*** Block opens ***

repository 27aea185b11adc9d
// Copyright (c) 2023 The Bytecoin Developers

use encdec::Encode;

use ledger_bcn_apdu::prelude::*;
use ledger_proto::ApduError;

use crate::crypto::{CompressedEdwardsY, Hash, Scalar};

use super::{APP_NAME, APP_SPEC, APP_VERSION, APP_VERSION_STR};

/// [`Engine`][super::Engine] outputs (in response to events), typically encoded to response [APDUs][crate::apdu]
#[derive(Clone, PartialEq, Debug)]
pub enum Output {
    None,

    /// Application information
    AppInfo,

    /// Signing state
    State {
        state: SigState,
        inputs_counter: u32,
        outputs_counter: u32,
    },

    /// Public wallet keys
    WalletKeys {
        wallet_key: Hash,
        a_plus_sh: CompressedEdwardsY,
        v_mul_a_plus_sh: CompressedEdwardsY,
        view_public: CompressedEdwardsY,
    },

    /// Scanned output points
    ScanResults { results: ScanPoints },

    /// Computed key image
    KeyImage { key_image: CompressedEdwardsY },

    /// Per-output seed
    OutputSeed { seed: Hash },

    /// View-only wallet export
    ViewOnly {
        audit_base_secret: Scalar,
        view_secret: Scalar,
        view_seed: Hash,
        proof_c: Scalar,
        proof_r: Scalar,
    },

    /// Keys for an added output
    OutputKey {
        public: CompressedEdwardsY,
        encrypted_secret: CompressedEdwardsY,
        encrypted_address_type: u8,
    },

    /// Step A commitments
    StepA {
        sig_p: CompressedEdwardsY,
        y: CompressedEdwardsY,
        z: CompressedEdwardsY,
    },

    /// Ring challenge
    C0 { c0: Scalar },

    /// Encrypted step B responses
    StepB {
        rr: Hash,
        rs: Hash,
        ra: Hash,
        encryption_key: Hash,
    },
}

impl Output {
    /// Encode an [`Output`] object to an APDU
    #[cfg_attr(feature = "noinline", inline(never))]
    pub fn encode(&self, buff: &mut [u8]) -> Result<usize, ApduError> {
        match self {
            Output::None => Ok(0),
            Output::AppInfo => {
                AppInfoResp::new(APP_VERSION, APP_NAME, APP_VERSION_STR, APP_SPEC).encode(buff)
            }
            Output::State {
                state,
                inputs_counter,
                outputs_counter,
            } => SigInfo::new(*state, *inputs_counter, *outputs_counter).encode(buff),
            Output::WalletKeys {
                wallet_key,
                a_plus_sh,
                v_mul_a_plus_sh,
                view_public,
            } => WalletKeyResp::new(*wallet_key, *a_plus_sh, *v_mul_a_plus_sh, *view_public)
                .encode(buff),
            Output::ScanResults { results } => ScanOutputsResp::new(results.clone()).encode(buff),
            Output::KeyImage { key_image } => KeyImageResp::new(*key_image).encode(buff),
            Output::OutputSeed { seed } => OutputSeedResp::new(*seed).encode(buff),
            Output::ViewOnly {
                audit_base_secret,
                view_secret,
                view_seed,
                proof_c,
                proof_r,
            } => ViewOnlyResp {
                audit_base_secret: *audit_base_secret,
                view_secret: *view_secret,
                view_seed: *view_seed,
                proof_c: *proof_c,
                proof_r: *proof_r,
            }
            .encode(buff),
            Output::OutputKey {
                public,
                encrypted_secret,
                encrypted_address_type,
            } => SigOutputKey::new(*public, *encrypted_secret, *encrypted_address_type)
                .encode(buff),
            Output::StepA { sig_p, y, z } => SigStepAResp::new(*sig_p, *y, *z).encode(buff),
            Output::C0 { c0 } => SigC0::new(*c0).encode(buff),
            Output::StepB {
                rr,
                rs,
                ra,
                encryption_key,
            } => SigStepBResp {
                rr: *rr,
                rs: *rs,
                ra: *ra,
                encryption_key: *encryption_key,
            }
            .encode(buff),
        }
    }

    /// Fetch signing state if this output carries it
    pub fn state(&self) -> Option<SigState> {
        match self {
            Output::State { state, .. } => Some(*state),
            _ => None,
        }
    }
}
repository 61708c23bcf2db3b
//! Unified application error types for JobHub.
//!
//! All crates map their internal errors into [`AppError`] for consistent
//! propagation through the ? operator.

use std::fmt;
use thiserror::Error;

/// Top-level error kind categorization used across the entire application.
#[derive(Debug, Clone, Copy, PartialEq, Eq, Hash, serde::Serialize, serde::Deserialize)]
pub enum ErrorKind {
    /// The requested job was not found.
    NotFound,
    /// Input validation failed (malformed payload, bad id, illegal transition).
    Validation,
    /// The stored state did not match what the caller expected.
    Conflict,
    /// An internal error occurred.
    Internal,
    /// A persistence error occurred.
    Database,
    /// A configuration error occurred.
    Configuration,
    /// A serialization/deserialization error occurred.
    Serialization,
    /// The service is shutting down or otherwise unavailable.
    ServiceUnavailable,
}

impl fmt::Display for ErrorKind {
    fn fmt(&self, f: &mut fmt::Formatter<'_>) -> fmt::Result {
        match self {
            Self::NotFound => write!(f, "NOT_FOUND"),
            Self::Validation => write!(f, "VALIDATION"),
            Self::Conflict => write!(f, "CONFLICT"),
            Self::Internal => write!(f, "INTERNAL"),
            Self::Database => write!(f, "DATABASE"),
            Self::Configuration => write!(f, "CONFIGURATION"),
            Self::Serialization => write!(f, "SERIALIZATION"),
            Self::ServiceUnavailable => write!(f, "SERVICE_UNAVAILABLE"),
        }
    }
}

/// The unified application error used throughout JobHub.
#[derive(Debug, Error)]
#[error("{kind}: {message}")]
pub struct AppError {
    /// The category of error.
    pub kind: ErrorKind,
    /// A human-readable error message.
    pub message: String,
    /// Optional underlying cause.
    #[source]
    pub source: Option<Box<dyn std::error::Error + Send + Sync>>,
}

impl AppError {
    /// Create a new application error.
    pub fn new(kind: ErrorKind, message: impl Into<String>) -> Self {
        Self {
            kind,
            message: message.into(),
            source: None,
        }
    }

    /// Create a new application error with an underlying cause.
    pub fn with_source(
        kind: ErrorKind,
        message: impl Into<String>,
        source: impl std::error::Error + Send + Sync + 'static,
    ) -> Self {
        Self {
            kind,
            message: message.into(),
            source: Some(Box::new(source)),
        }
    }

    /// Create a not-found error.
    pub fn not_found(message: impl Into<String>) -> Self {
        Self::new(ErrorKind::NotFound, message)
    }

    /// Create a validation error.
    pub fn validation(message: impl Into<String>) -> Self {
        Self::new(ErrorKind::Validation, message)
    }

    /// Create a conflict error.
    pub fn conflict(message: impl Into<String>) -> Self {
        Self::new(ErrorKind::Conflict, message)
    }

    /// Create an internal error.
    pub fn internal(message: impl Into<String>) -> Self {
        Self::new(ErrorKind::Internal, message)
    }

    /// Create a database error.
    pub fn database(message: impl Into<String>) -> Self {
        Self::new(ErrorKind::Database, message)
    }

    /// Create a configuration error.
    pub fn configuration(message: impl Into<String>) -> Self {
        Self::new(ErrorKind::Configuration, message)
    }

    /// Create a service-unavailable error.
    pub fn service_unavailable(message: impl Into<String>) -> Self {
        Self::new(ErrorKind::ServiceUnavailable, message)
    }

    /// Whether this error is of the given kind.
    pub fn is(&self, kind: ErrorKind) -> bool {
        self.kind == kind
    }
}

impl Clone for AppError {
    fn clone(&self) -> Self {
        Self {
            kind: self.kind,
            message: self.message.clone(),
            source: None,
        }
    }
}

impl From<serde_json::Error> for AppError {
    fn from(err: serde_json::Error) -> Self {
        Self::with_source(
            ErrorKind::Serialization,
            format!("JSON serialization error: {err}"),
            err,
        )
    }
}

impl From<std::io::Error> for AppError {
    fn from(err: std::io::Error) -> Self {
        Self::with_source(ErrorKind::Internal, format!("I/O error: {err}"), err)
    }
}

impl From<config::ConfigError> for AppError {
    fn from(err: config::ConfigError) -> Self {
        Self::with_source(
            ErrorKind::Configuration,
            format!("Configuration error: {err}"),
            err,
        )
    }
}
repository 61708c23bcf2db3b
//! Application state shared across all handlers and middleware.

use std::sync::Arc;

use jobhub_core::config::AppConfig;
use jobhub_database::JobStore;
use jobhub_worker::Dispatcher;

/// Application state containing all shared dependencies.
///
/// Passed to every Axum handler via `State<AppState>`.
#[derive(Debug, Clone)]
pub struct AppState {
    /// Application configuration
    pub config: Arc<AppConfig>,
    /// Job store backing every endpoint
    pub store: Arc<dyn JobStore>,
    /// Worker pool; `None` when workers are disabled on this instance
    pub dispatcher: Option<Arc<Dispatcher>>,
}

impl AppState {
    /// Bundle the shared dependencies.
    pub fn new(
        config: AppConfig,
        store: Arc<dyn JobStore>,
        dispatcher: Option<Arc<Dispatcher>>,
    ) -> Self {
        Self {
            config: Arc::new(config),
            store,
            dispatcher,
        }
    }
}
//! Database migration runner.

use sqlx::PgPool;
use tracing::info;

use jobhub_core::error::{AppError, ErrorKind};

/// Run all pending database migrations.
pub async fn run_migrations(pool: &PgPool) -> Result<(), AppError> {
    info!("Running database migrations...");

    sqlx::migrate!("../../migrations")
        .run(pool)
        .await
        .map_err(|e| {
            AppError::with_source(
                ErrorKind::Database,
                format!("Failed to run migrations: {e}"),
                e,
            )
        })?;

    info!("Database migrations completed successfully");
    Ok(())
}
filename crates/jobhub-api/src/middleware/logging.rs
//! Request/response logging middleware.

use std::time::Instant;

use axum::extract::Request;
use axum::middleware::Next;
use axum::response::Response;
use tracing::info;

/// Logs request method, path, status, and duration.
pub async fn request_logging(request: Request, next: Next) -> Response {
    let method = request.method().clone();
    let path = request.uri().path().to_string();
    let start = Instant::now();

    let response = next.run(request).await;

    info!(
        method = %method,
        path = %path,
        status = response.status().as_u16(),
        duration_ms = start.elapsed().as_millis() as u64,
        "HTTP request"
    );

    response
}
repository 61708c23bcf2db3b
//! # jobhub-database
//!
//! The [`JobStore`] contract consumed by the dispatcher and the API, with a
//! PostgreSQL implementation ([`JobRepository`]) and an in-process one
//! ([`MemoryJobStore`]).

pub mod connection;
pub mod memory;
pub mod migration;
pub mod repositories;
pub mod store;

pub use connection::connect_pool;
pub use memory::MemoryJobStore;
pub use repositories::JobRepository;
pub use store::{JobStore, open_store};
//! # jobhub-entity
//!
//! Domain entity models for JobHub. The [`job::Job`] struct represents a
//! row of the `jobs` table and derives `sqlx::FromRow`; [`job::JobStatus`]
//! carries the lifecycle state machine.

pub mod job;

*** Block closes ***

**What the exercise asks**
As the answer, set down only the lines from the data above between the one holding "use std::sync::Arc;" and the one holding "pub struct AppState", inclusive, exactly as they read.

**Answer space**
use std::sync::Arc;

use jobhub_core::config::AppConfig;
use jobhub_database::JobStore;
use jobhub_worker::Dispatcher;

/// Application state containing all shared dependencies.
///
/// Passed to every Axum handler via `State<AppState>`.
#[derive(Debug, Clone)]
pub struct AppState {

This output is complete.